Like so many things in Thailand, the ideas are there, the laws are there in many instances, whats missing is someone to actually enforce them, instead of taking the path of least resistance and the occasional envelope to look the other way. That's what needs addressing, consistency in action and enforcement, not every area doing there own thing.

  • Like 1
Posted

whistling.gif I agree with an organized cleanup effort and then a registered and organized number of vendors allowed to return.

You need to remember that for many poor Thais honestly selling food items on the beach or the sidewalks/footpaths is the only income they have..... sometimes a food cart is the only income a woman or group of women have to support their children and that income keeps their children in school as often they have NO support from their husbands.

I know of Thai families whose husbands refuse to give any money to support their children .... and whose wives work long hours every day selling food, coffee, or such to honestly support their families.
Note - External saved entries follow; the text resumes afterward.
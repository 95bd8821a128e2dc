//! Reification - parsed syntax to the numeric-value domain model
//!
//! Converts a parsed `calc`/`min`/`max` construct or leaf token into a
//! numeric-value tree, then applies the simplifier. A top-level math
//! function always returns a math node: a bare unit value result is
//! re-wrapped in a 1-ary sum.

use crate::ast::CalcNode;
use crate::component::{parse_component_value, ComponentValue, FunctionValue};
use crate::error::{Error, Result};
use crate::lexer::tokenize;
use crate::parser::compile_expression;
use crate::simplify::{simplify, SimplifyContext};
use crate::token::CssToken;
use crate::types::NumericType;
use crate::value::NumericValue;

/// Parse calc-style text into a numeric value.
///
/// Accepts a single unit literal (`"10px"`, `"50%"`, `"3.5"`) or a math
/// function (`calc(...)`, `min(...)`, `max(...)`). Malformed input is a
/// `Syntax` error; structurally valid input whose values cannot combine is
/// a `Type` error.
pub fn parse(input: &str) -> Result<NumericValue> {
    parse_tokens(&tokenize(input))
}

/// Parse a pre-tokenized sequence into a numeric value.
pub fn parse_tokens(tokens: &[CssToken]) -> Result<NumericValue> {
    let component = parse_component_value(tokens)?;
    match &component {
        ComponentValue::Function(function) if is_math_function(&function.name) => {
            let value = reify_math_function(function)?;
            let reduced = simplify(&value, &SimplifyContext::default());
            // calc() contract: a math function always yields a math node.
            match reduced {
                NumericValue::Unit(u) => Ok(NumericValue::Sum(vec![NumericValue::Unit(u)])),
                reduced => Ok(reduced),
            }
        }
        component => reify_component(component),
    }
}

fn is_math_function(name: &str) -> bool {
    name.eq_ignore_ascii_case("calc")
        || name.eq_ignore_ascii_case("min")
        || name.eq_ignore_ascii_case("max")
}

/// Reify a math function: `calc` takes one argument, `min`/`max` take a
/// comma-separated list, each argument its own calc body.
fn reify_math_function(function: &FunctionValue) -> Result<NumericValue> {
    if function.name.eq_ignore_ascii_case("calc") {
        return reify_calc_body(&function.values);
    }

    let mut arguments = Vec::new();
    for argument in split_arguments(&function.values) {
        arguments.push(reify_calc_body(argument)?);
    }
    if function.name.eq_ignore_ascii_case("min") {
        NumericValue::min_of(arguments)
    } else {
        NumericValue::max_of(arguments)
    }
}

/// Split function values on top-level commas. Nested commas live inside
/// already-grouped functions/blocks and are not seen here.
fn split_arguments(values: &[ComponentValue]) -> Vec<&[ComponentValue]> {
    let mut arguments = Vec::new();
    let mut start = 0;
    for (i, value) in values.iter().enumerate() {
        if matches!(value, ComponentValue::Token(CssToken::Comma)) {
            arguments.push(&values[start..i]);
            start = i + 1;
        }
    }
    arguments.push(&values[start..]);
    arguments
}

/// Compile and reify one calc argument.
pub(crate) fn reify_calc_body(values: &[ComponentValue]) -> Result<NumericValue> {
    reify_node(compile_expression(values)?)
}

fn reify_node(node: CalcNode) -> Result<NumericValue> {
    match node {
        CalcNode::Sum(values) => {
            NumericValue::sum(values.into_iter().map(reify_node).collect::<Result<_>>()?)
        }
        CalcNode::Product(values) => {
            NumericValue::product(values.into_iter().map(reify_node).collect::<Result<_>>()?)
        }
        CalcNode::Negate(inner) => NumericValue::negate(reify_node(*inner)?),
        CalcNode::Invert(inner) => NumericValue::invert(reify_node(*inner)?),
        CalcNode::Leaf(component) => reify_component(&component),
    }
}

fn reify_component(component: &ComponentValue) -> Result<NumericValue> {
    match component {
        ComponentValue::Token(token) => reify_token(token),
        ComponentValue::Block(block) if block.open == CssToken::OpenParen => {
            reify_calc_body(&block.values)
        }
        ComponentValue::Function(function) if is_math_function(&function.name) => {
            reify_math_function(function)
        }
        ComponentValue::Function(function) => Err(Error::Syntax(format!(
            "unsupported function '{}'",
            function.name
        ))),
        component => Err(Error::Syntax(format!(
            "unexpected component value: {component:?}"
        ))),
    }
}

fn reify_token(token: &CssToken) -> Result<NumericValue> {
    match token {
        // A unitless zero is a length in CSS; non-zero numbers stay plain.
        CssToken::Number { value, .. } if *value == 0.0 => Ok(NumericValue::unit(0.0, "px")),
        CssToken::Number { value, .. } => Ok(NumericValue::number(*value)),
        CssToken::Percentage(value) => Ok(NumericValue::unit(*value, "percent")),
        CssToken::Dimension { value, unit, .. } => {
            let unit = unit.to_ascii_lowercase();
            // Unrecognized units are syntax errors, not delayed type errors.
            NumericType::of_unit(&unit)?;
            Ok(NumericValue::unit(*value, unit))
        }
        CssToken::Ident(name) if name.eq_ignore_ascii_case("e") => {
            Ok(NumericValue::number(std::f64::consts::E))
        }
        CssToken::Ident(name) if name.eq_ignore_ascii_case("pi") => {
            Ok(NumericValue::number(std::f64::consts::PI))
        }
        CssToken::Ident(name) => Err(Error::Syntax(format!("unresolvable identifier '{name}'"))),
        token => Err(Error::Syntax(format!("unexpected token: {token:?}"))),
    }
}
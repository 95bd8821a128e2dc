#![forbid(unsafe_code)]

//! Typed CSS numeric-value arithmetic
//!
//! Parses `calc()`/`min()`/`max()` expressions from text or pre-tokenized
//! input, builds a typed expression tree over the fixed unit groups
//! (lengths, angles, time, frequency, resolution, flex, percentages and
//! plain numbers), and reduces that tree to a canonical minimal form.
//!
//! # Pipeline
//!
//! ```text
//! Text
//!   |
//! Tokenizer -> CssToken sequence
//!   |
//! Grouper -> one ComponentValue
//!   |
//! Shunting-Yard -> n-ary CalcNode AST
//!   |
//! Reifier -> NumericValue tree (type-checked)
//!   |
//! Simplifier -> canonical NumericValue
//! ```
//!
//! Every stage is a pure, terminating computation over immutable inputs;
//! the only shared state is the compile-time unit tables.
//!
//! # Example
//!
//! ```
//! use cassia_numeric::parse;
//!
//! let value = parse("calc(10px + 5px)").unwrap();
//! assert_eq!(value.to("px").unwrap().value, 15.0);
//! ```

pub mod ast;
pub mod component;
pub mod error;
pub mod lexer;
pub mod parser;
pub mod reify;
pub mod simplify;
pub mod sum;
pub mod token;
pub mod types;
pub mod unit;
pub mod value;

// Re-export main types
pub use error::{Error, Result};
pub use lexer::tokenize;
pub use reify::{parse, parse_tokens};
pub use simplify::{simplify, SimplifyContext};
pub use sum::{create_sum_value, SumTerm};
pub use token::CssToken;
pub use types::{BaseDimension, NumericType};
pub use value::{NumericValue, UnitValue};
What I'm saying is ......"cleanup" is fine ...... but don't throw out the baby with the dirty bathwater.

Posted

The psychology of it isn't healthy, it makes people unhappy and disconnected. This kind of off again on again style of rule enforcement, or we have a law about this, no actually we don't just kidding, well sometimes we do when we are not kidding, whether it is the government or your workplace or probably within families as well, it is actually not uncommon here. I would suspect part of the reason people have no basis on which to try and accomplish anything is that you can bet the goal posts will get ripped out and then someone else will come along and put them back. It's a wonderful demotivator and makes sure you don't do something cheeky like actually seriously try and accomplish any reforms or try and develop some enetrprise that many will appreciate and you will be able to make a living from. You learn that what you are doing right today will almost certainly soon be wrong tomorrow and maybe even used against you, who knows. No one is allowed to know where they stand or what is going on here even a little bit.

Posted

<deleted> not only the sunbeds and ombrellas , but all the shit , plastics and...., that you can see on the sand and in the water , and not only on the beach , but all around them , what about the tuk-tuk maffia and motorbike too ???what about the prices of the sunbeds and ombrellas ? i go to Cha-AM beach last time and they want to charge me 200 baths on the side of the water , 80 baths the first row ( near the road ) , is that cleaning the beaches ? what about the illegalies constructions on the beach of Hua Hin between the fishing port and the small temple ( just before the Hilton ) ? still there with the terraces over the beach , you canot walk and it's very uggly , but hld by rich people who have big restaurants , constructions without any permissions , isn't that corruption ??? why don't break they everythink with the buldozers ???